══ Records for the task
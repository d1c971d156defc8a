use midirx::{handler, Decoder, HeapBuffer};
use std::{
    env, fs,
    path::{Path, PathBuf},
    time::Instant,
};

const DUMP_DIR: &str = "../test-asset";

const DUMP_EXT: &[&str] = &["syx", "raw", "bin"];

/// Name used to benchmark a generated stream instead of the dump files.
const SYNTHETIC: &str = "synthetic";

const DECODERS: &[(&str, fn(&[u8]) -> usize)] = &[
    (&"midirx", decode_midirx),
    (&"midirx-slice", decode_midirx_slice),
    (&"midly", decode_midly),
];

fn decode_midirx(data: &[u8]) -> usize {
    let mut count = 0;
    let mut decoder = Decoder::new(
        HeapBuffer::default(),
        handler::from_fn(|ev, _ts: ()| {
            if ev.is_ok() {
                count += 1;
            }
        }),
    )
    .expect("default buffer has room");
    decoder.feed_all(data, ());
    drop(decoder);
    count
}

fn decode_midirx_slice(data: &[u8]) -> usize {
    let mut storage = [0; 4096];
    let mut count = 0;
    let mut decoder = Decoder::new(
        midirx::SliceBuffer::new(&mut storage),
        handler::from_fn(|ev, _ts: ()| {
            if ev.is_ok() {
                count += 1;
            }
        }),
    )
    .expect("slice buffer has room");
    decoder.feed_all(data, ());
    drop(decoder);
    count
}

fn decode_midly(data: &[u8]) -> usize {
    let mut count = 0;
    let mut stream = midly::stream::MidiStream::new();
    stream.feed(data, |_ev| count += 1);
    stream.flush(|_ev| count += 1);
    count
}

/// A few megabytes of typical live traffic: notes, controllers and clocks using running status,
/// with the occasional patch dump.
fn synthetic_stream() -> Vec<u8> {
    let mut data = Vec::new();
    for i in 0..200_000u32 {
        let key = (i % 88 + 21) as u8;
        data.extend_from_slice(&[0x90, key, 0x64, key, 0x00]);
        data.extend_from_slice(&[0xB0, 0x07, (i % 128) as u8, 0xF8]);
        data.extend_from_slice(&[0xE3, (i % 128) as u8, 0x40]);
        if i % 1000 == 0 {
            data.push(0xF0);
            data.extend((0..512).map(|j| (j % 128) as u8));
            data.push(0xF7);
        }
    }
    data
}

fn list_dumps(dir: &Path) -> Vec<PathBuf> {
    let mut dumps = Vec::new();
    let entries = match fs::read_dir(dir) {
        Ok(entries) => entries,
        Err(_) => return dumps,
    };
    for entry in entries.flatten() {
        let path = entry.path();
        if DUMP_EXT
            .iter()
            .any(|ext| path.extension() == Some(ext.as_ref()))
        {
            dumps.push(path);
        }
    }
    dumps
}

fn use_decoder(decode: fn(&[u8]) -> usize, data: &[u8]) {
    let round = |num: f64| (num * 100.0).round() / 100.0;

    let runtime = || {
        let start = Instant::now();
        let out = decode(data);
        let time = round((start.elapsed().as_micros() as f64) / 1000.0);
        (out, time)
    };

    let (event_count, cold_time) = runtime();
    let runtime = || {
        let (out, time) = runtime();
        assert_eq!(
            out, event_count,
            "decoder is not consistent with event counts"
        );
        time
    };

    let iters = (2000.0 / cold_time.max(0.01)).floor() as u64 + 1;
    let mut total_time = 0.0;
    let mut max_time = cold_time;
    let mut min_time = cold_time;
    for _ in 0..iters {
        let time = runtime();
        total_time += time;
        max_time = max_time.max(time);
        min_time = min_time.min(time);
    }
    let avg_time = round(total_time / (iters as f64));

    eprintln!(
        "{} events in {} iters / min {} / avg {} / max {}",
        event_count, iters, min_time, avg_time, max_time
    );
}

fn main() {
    let dump_filter = env::args().nth(1).unwrap_or_default().to_lowercase();
    let decoder_filter = env::args().nth(2).unwrap_or_default().to_lowercase();
    let dump_dir = env::args().nth(3).unwrap_or(DUMP_DIR.to_string());

    let decoders = DECODERS
        .iter()
        .filter(|(name, _)| name.contains(&decoder_filter))
        .collect::<Vec<_>>();
    if decoders.is_empty() {
        eprintln!("no decoders match the pattern \"{}\"", decoder_filter);
        eprint!("available decoders: ");
        for (i, (name, _)) in DECODERS.iter().enumerate() {
            if i > 0 {
                eprint!(", ");
            }
            eprint!("{}", name);
        }
        eprintln!();
        return;
    }

    let mut inputs = Vec::new();
    if SYNTHETIC.contains(&dump_filter) {
        inputs.push((SYNTHETIC.to_string(), synthetic_stream()));
    }
    let unfiltered_dumps = list_dumps(dump_dir.as_ref());
    for dump in unfiltered_dumps.iter() {
        let name = dump.file_name().unwrap_or_default().to_string_lossy();
        if !name.to_lowercase().contains(&dump_filter) {
            continue;
        }
        match fs::read(dump) {
            Ok(data) => inputs.push((dump.display().to_string(), data)),
            Err(err) => eprintln!("failed to read \"{}\": {}", dump.display(), err),
        }
    }

    if inputs.is_empty() {
        eprintln!("no raw midi dumps match the pattern \"{}\"", dump_filter);
        eprintln!("available raw midi dumps:");
        eprintln!("  {}", SYNTHETIC);
        for file in unfiltered_dumps.iter() {
            eprintln!("  {}", file.display());
        }
        return;
    }

    for (name, data) in inputs.iter() {
        eprintln!("decoding \"{}\" ({} KB)", name, data.len() / 1024);
        for &(decoder, decode) in decoders.iter() {
            eprint!("  {}: ", decoder);
            use_decoder(*decode, data);
        }
        eprintln!();
    }
}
════
» **Exercise**
Set out every line from the material that contains the string "push".

» **Written solution**
            data.push(0xF0);
            data.push(0xF7);
            dumps.push(path);
        inputs.push((SYNTHETIC.to_string(), synthetic_stream()));
            Ok(data) => inputs.push((dump.display().to_string(), data)),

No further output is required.